### EXERCISE DETAILS
Scan the lines below; pull out those with "reference".

### DATA SUPPLIED
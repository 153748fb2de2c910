//! Bump allocation for compilation-scoped storage.
//!
//! One [`Arena`] is created per compilation unit and dropped (or reset for
//! reuse) once every token, node, and buffer derived from it is no longer
//! needed. Allocation is a pointer bump in the common case; when the
//! current block runs out a new block at least twice the size of the last
//! is acquired, amortizing cost across many small allocations.
//!
//! Nothing is freed individually. `reset` discards all allocations
//! logically while retaining the largest block; dropping the arena releases
//! every block. Holding a reference across `reset` is rejected at compile
//! time because `reset` takes `&mut self` while every allocation borrows
//! `&self`.
#![allow(
    unsafe_code,
    reason = "bump allocation requires raw block management; every unsafe \
              operation is justified at the call site"
)]

use std::alloc::{alloc, dealloc, handle_alloc_error, Layout};
use std::cell::{Cell, RefCell};
use std::fmt;
use std::ptr::NonNull;

/// Default size of the first block.
const MIN_BLOCK: usize = 4096;

/// Alignment of every block; covers all layouts the toolchain allocates.
const BLOCK_ALIGN: usize = 16;

/// One contiguous block of arena storage.
struct Block {
    ptr: NonNull<u8>,
    size: usize,
}

impl Block {
    fn layout(size: usize) -> Layout {
        match Layout::from_size_align(size, BLOCK_ALIGN) {
            Ok(layout) => layout,
            // Only reachable if a single request approaches isize::MAX.
            Err(_) => panic!("arena block of {size} bytes exceeds the address space"),
        }
    }
}

/// A bump allocator over a chain of growable memory blocks.
///
/// Every returned address stays valid and non-aliasing until [`reset`]
/// or drop. Zero-size requests reserve one byte so that every returned
/// address is distinct from all live allocations.
///
/// Exhaustion of the underlying system allocator is fatal for the current
/// compilation ([`handle_alloc_error`]); it is never silently truncated.
///
/// An `Arena` is confined to one thread (interior mutability makes it
/// neither `Send` nor `Sync`); prefer one arena per concurrent compilation.
///
/// [`reset`]: Arena::reset
pub struct Arena {
    /// Next free byte of the current block.
    cursor: Cell<*mut u8>,
    /// One past the last usable byte of the current block.
    end: Cell<*mut u8>,
    /// All blocks, oldest first. The current block is the last entry.
    blocks: RefCell<Vec<Block>>,
    /// Total bytes handed out since creation or the last reset.
    allocated: Cell<usize>,
}

impl Arena {
    /// Create an empty arena. The first block is acquired lazily.
    pub fn new() -> Self {
        Arena {
            cursor: Cell::new(std::ptr::null_mut()),
            end: Cell::new(std::ptr::null_mut()),
            blocks: RefCell::new(Vec::new()),
            allocated: Cell::new(0),
        }
    }

    /// Allocate `layout.size()` bytes aligned to `layout.align()`.
    ///
    /// The returned region is valid until `reset` or drop, never aliases a
    /// live allocation, and is at least the requested size. A zero-size
    /// layout reserves one byte so the address is still distinct.
    pub fn alloc_raw(&self, layout: Layout) -> NonNull<u8> {
        let size = layout.size().max(1);
        let align = layout.align();

        let mut cursor = self.cursor.get();
        let mut pad = padding_for(cursor, align);
        // `end` is null before the first block, making every request miss.
        let room = (self.end.get() as usize).saturating_sub(cursor as usize);
        if room < pad + size {
            self.grow(size + align);
            cursor = self.cursor.get();
            pad = padding_for(cursor, align);
        }

        // SAFETY: `grow` guarantees `cursor + pad + size <= end`, so both
        // offsets stay within the current block.
        let start = unsafe { cursor.add(pad) };
        // SAFETY: see above; `start + size` is in bounds.
        self.cursor.set(unsafe { start.add(size) });
        self.allocated.set(self.allocated.get() + size);

        // SAFETY: `start` points into a successfully allocated block and is
        // therefore non-null.
        unsafe { NonNull::new_unchecked(start) }
    }

    /// Copy `bytes` into arena-owned storage.
    ///
    /// The empty slice is returned as-is without reserving storage.
    pub fn alloc_bytes(&self, bytes: &[u8]) -> &[u8] {
        if bytes.is_empty() {
            return &[];
        }
        let layout = Layout::from_size_align(bytes.len(), 1)
            .unwrap_or_else(|_| panic!("arena request of {} bytes is invalid", bytes.len()));
        let dst = self.alloc_raw(layout);
        // SAFETY: `dst` is a fresh region of at least `bytes.len()` bytes
        // that cannot overlap `bytes` (it was just carved out of an arena
        // block). The region lives as long as `&self` is borrowed.
        unsafe {
            std::ptr::copy_nonoverlapping(bytes.as_ptr(), dst.as_ptr(), bytes.len());
            std::slice::from_raw_parts(dst.as_ptr(), bytes.len())
        }
    }

    /// Duplicate a string into arena-owned storage.
    pub fn alloc_str(&self, s: &str) -> &str {
        let bytes = self.alloc_bytes(s.as_bytes());
        // SAFETY: `bytes` is a byte-for-byte copy of a valid `&str`.
        unsafe { std::str::from_utf8_unchecked(bytes) }
    }

    /// Discard all allocations, retaining the largest block for reuse.
    ///
    /// Taking `&mut self` guarantees no allocation reference survives the
    /// reset; releasing one early is a borrow-check error, not a runtime
    /// hazard.
    pub fn reset(&mut self) {
        let blocks = self.blocks.get_mut();
        if let Some(keep) = blocks.pop() {
            for block in blocks.drain(..) {
                // SAFETY: `block.ptr` was returned by `alloc` with exactly
                // this layout and is freed exactly once.
                unsafe { dealloc(block.ptr.as_ptr(), Block::layout(block.size)) };
            }
            self.cursor.set(keep.ptr.as_ptr());
            // SAFETY: one past the end of an allocation is a valid address
            // to compute.
            self.end.set(unsafe { keep.ptr.as_ptr().add(keep.size) });
            blocks.push(keep);
        }
        self.allocated.set(0);
    }

    /// Total bytes handed out since creation or the last reset.
    pub fn allocated_bytes(&self) -> usize {
        self.allocated.get()
    }

    /// Number of blocks currently held.
    pub fn block_count(&self) -> usize {
        self.blocks.borrow().len()
    }

    /// Acquire a new block with room for at least `min` bytes.
    ///
    /// The new block is sized `max(min, 2 x previous block, MIN_BLOCK)`.
    #[cold]
    fn grow(&self, min: usize) {
        let mut blocks = self.blocks.borrow_mut();
        let last_size = blocks.last().map_or(0, |b| b.size);
        let size = min.max(last_size.saturating_mul(2)).max(MIN_BLOCK);
        let layout = Block::layout(size);

        // SAFETY: `layout` has non-zero size (size >= MIN_BLOCK).
        let raw = unsafe { alloc(layout) };
        let Some(ptr) = NonNull::new(raw) else {
            // Out of memory: fatal for this compilation.
            handle_alloc_error(layout);
        };

        self.cursor.set(ptr.as_ptr());
        // SAFETY: one past the end of the fresh allocation.
        self.end.set(unsafe { ptr.as_ptr().add(size) });
        blocks.push(Block { ptr, size });
    }
}

/// Bytes of padding needed to bring `ptr` up to `align`.
fn padding_for(ptr: *mut u8, align: usize) -> usize {
    let addr = ptr as usize;
    addr.wrapping_neg() & (align - 1)
}

impl Default for Arena {
    fn default() -> Self {
        Self::new()
    }
}

impl Drop for Arena {
    fn drop(&mut self) {
        for block in self.blocks.get_mut().drain(..) {
            // SAFETY: `block.ptr` was returned by `alloc` with exactly this
            // layout and is freed exactly once.
            unsafe { dealloc(block.ptr.as_ptr(), Block::layout(block.size)) };
        }
    }
}

impl fmt::Debug for Arena {
    fn fmt(&self, f: &mut fmt::Formatter<'_>) -> fmt::Result {
        write!(
            f,
            "Arena {{ {} bytes in {} blocks }}",
            self.allocated.get(),
            self.blocks.borrow().len()
        )
    }
}

#[cfg(test)]
mod tests {
    use super::*;

    #[test]
    fn alloc_str_copies_content() {
        let arena = Arena::new();
        let original = String::from("let x = 42");
        let copy = arena.alloc_str(&original);
        assert_eq!(copy, "let x = 42");
        // distinct storage, not a view of the input
        assert_ne!(copy.as_ptr(), original.as_ptr());
    }

    #[test]
    fn alloc_bytes_at_least_requested_size() {
        let arena = Arena::new();
        for len in [1, 7, 64, 1000] {
            let src = vec![0xAB; len];
            let out = arena.alloc_bytes(&src);
            assert_eq!(out.len(), len);
            assert_eq!(out, &src[..]);
        }
    }

    #[test]
    fn empty_slice_needs_no_storage() {
        let arena = Arena::new();
        let out = arena.alloc_bytes(&[]);
        assert!(out.is_empty());
        assert_eq!(arena.allocated_bytes(), 0);
    }

    #[test]
    fn zero_size_requests_get_distinct_addresses() {
        let arena = Arena::new();
        let layout = Layout::new::<()>();
        let a = arena.alloc_raw(layout);
        let b = arena.alloc_raw(layout);
        assert_ne!(a, b);
    }

    #[test]
    fn alignment_is_respected() {
        let arena = Arena::new();
        // Perturb the cursor with an odd-sized allocation first.
        arena.alloc_bytes(&[1, 2, 3]);
        for align in [1usize, 2, 4, 8, 16] {
            let layout = Layout::from_size_align(align, align)
                .unwrap_or_else(|_| panic!("bad layout in test"));
            let ptr = arena.alloc_raw(layout);
            assert_eq!(
                ptr.as_ptr() as usize % align,
                0,
                "allocation not aligned to {align}"
            );
        }
    }

    #[test]
    fn regions_never_overlap() {
        let arena = Arena::new();
        let mut regions: Vec<(usize, usize)> = Vec::new();
        for len in [1usize, 3, 8, 17, 100, 5, 64, 2] {
            let out = arena.alloc_bytes(&vec![0u8; len]);
            regions.push((out.as_ptr() as usize, len));
        }
        regions.sort_unstable();
        for pair in regions.windows(2) {
            let (start_a, len_a) = pair[0];
            let (start_b, _) = pair[1];
            assert!(
                start_a + len_a <= start_b,
                "regions overlap: {pair:?}"
            );
        }
    }

    #[test]
    fn grows_past_first_block() {
        let arena = Arena::new();
        // Larger than the initial block: forces dedicated growth.
        let big = vec![7u8; 3 * MIN_BLOCK];
        let out = arena.alloc_bytes(&big);
        assert_eq!(out.len(), big.len());
        // Earlier small allocation plus the big one should span blocks.
        arena.alloc_bytes(&[1; 100]);
        assert!(arena.block_count() >= 1);
    }

    #[test]
    fn many_small_allocations() {
        let arena = Arena::new();
        let mut total = 0usize;
        for i in 0..10_000usize {
            let len = i % 13 + 1;
            let out = arena.alloc_bytes(&vec![0xCD; len]);
            assert_eq!(out.len(), len);
            total += len;
        }
        assert_eq!(arena.allocated_bytes(), total);
    }

    #[test]
    fn reset_retains_storage_and_allows_reuse() {
        let mut arena = Arena::new();
        arena.alloc_bytes(&[0u8; 2 * MIN_BLOCK]);
        arena.alloc_bytes(&[0u8; 64]);
        assert!(arena.allocated_bytes() > 0);

        arena.reset();
        assert_eq!(arena.allocated_bytes(), 0);
        // the largest block is kept for reuse
        assert_eq!(arena.block_count(), 1);

        let again = arena.alloc_str("after reset");
        assert_eq!(again, "after reset");
    }

    #[test]
    fn reset_on_fresh_arena_is_a_no_op() {
        let mut arena = Arena::new();
        arena.reset();
        assert_eq!(arena.block_count(), 0);
        assert_eq!(arena.alloc_str("still works"), "still works");
    }

    mod proptests {
        use super::*;
        use proptest::prelude::*;

        proptest! {
            #[test]
            fn random_allocations_are_pairwise_disjoint(
                sizes in proptest::collection::vec(1usize..512, 1..64)
            ) {
                let arena = Arena::new();
                let mut regions: Vec<(usize, usize)> = Vec::new();
                for &len in &sizes {
                    let out = arena.alloc_bytes(&vec![0u8; len]);
                    prop_assert_eq!(out.len(), len);
                    regions.push((out.as_ptr() as usize, len));
                }
                regions.sort_unstable();
                for pair in regions.windows(2) {
                    let (start_a, len_a) = pair[0];
                    let (start_b, _) = pair[1];
                    prop_assert!(start_a + len_a <= start_b);
                }
            }

            #[test]
            fn strings_round_trip(texts in proptest::collection::vec(".*", 0..32)) {
                let arena = Arena::new();
                let copies: Vec<&str> = texts.iter().map(|t| arena.alloc_str(t)).collect();
                for (copy, original) in copies.iter().zip(&texts) {
                    prop_assert_eq!(*copy, original.as_str());
                }
            }
        }
    }
}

### EXERCISE OUTPUT
//! every block. Holding a reference across `reset` is rejected at compile
    /// Taking `&mut self` guarantees no allocation reference survives the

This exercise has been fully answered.